Polar heterocyclic molecule-assisted co-assembly of monolayers at the NiOx/perovskite interface for high-efficiency and stable inverted perovskite solar cells
Abstract
Self-assembled monolayers (SAMs) are capable of improving the quality of perovskites and passivating defects, but their inhomogeneous layer formation hinders molecular connectivity and charge transport. To address these issues, a heteroarene molecule (benzo[c][1,2,5]oxadiazoe-5-boronic acid, BBOA) is chosen to form a co-assembled (Co-SAM) layer with MeO-2PACz to increase the coverage and reduce inherent defects of the Co-SAM layer on NiOx through π–π stacking interactions. Meanwhile, BBOA can form Pb–O bonds and O–H⋯I− hydrogen bonds with the defects from the perovskite. Besides, the strong electron-withdrawing oxadiazole functionality deepens the molecular energy levels and redistributes the electronic environment, thereby optimizing the energy level alignment and charge extraction at the interface.
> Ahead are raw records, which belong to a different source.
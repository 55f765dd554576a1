//! Provider capability traits.

use crate::context::AuthContext;
use crate::error::AuthResult;
use async_trait::async_trait;
use mattermost_mcp_core::{MattermostClient, User};
use std::sync::Arc;

/// Validates credentials and produces an authenticated Mattermost client.
#[async_trait]
pub trait AuthenticationProvider: Send + Sync {
    /// Short name for logs.
    fn name(&self) -> &'static str;

    /// Check that the context carries usable credentials.
    async fn validate_auth(&self, ctx: &AuthContext) -> AuthResult<()>;

    /// A client acting with the context's credentials.
    async fn authenticated_client(&self, ctx: &AuthContext) -> AuthResult<Arc<dyn MattermostClient>>;
}

/// Providers that can also say *who* the credentials belong to.
///
/// The embedded transport requires this to refuse callers presenting someone
/// else's session.
#[async_trait]
pub trait UserIdentityProvider: AuthenticationProvider {
    async fn authenticated_user(&self, ctx: &AuthContext) -> AuthResult<User>;
}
As a result, the BBOA-modified perovskite solar cells achieved a champion efficiency of 25.08%, which is superior to that of the NiOx/MeO-2PACz-based device (23.62%), and maintained 93.4% and 87.4% of its initial performance after 1200 hours at 25 °C and after 672 hours at 65 °C, respectively, under an N2 atmosphere during continuous operation without encapsulation.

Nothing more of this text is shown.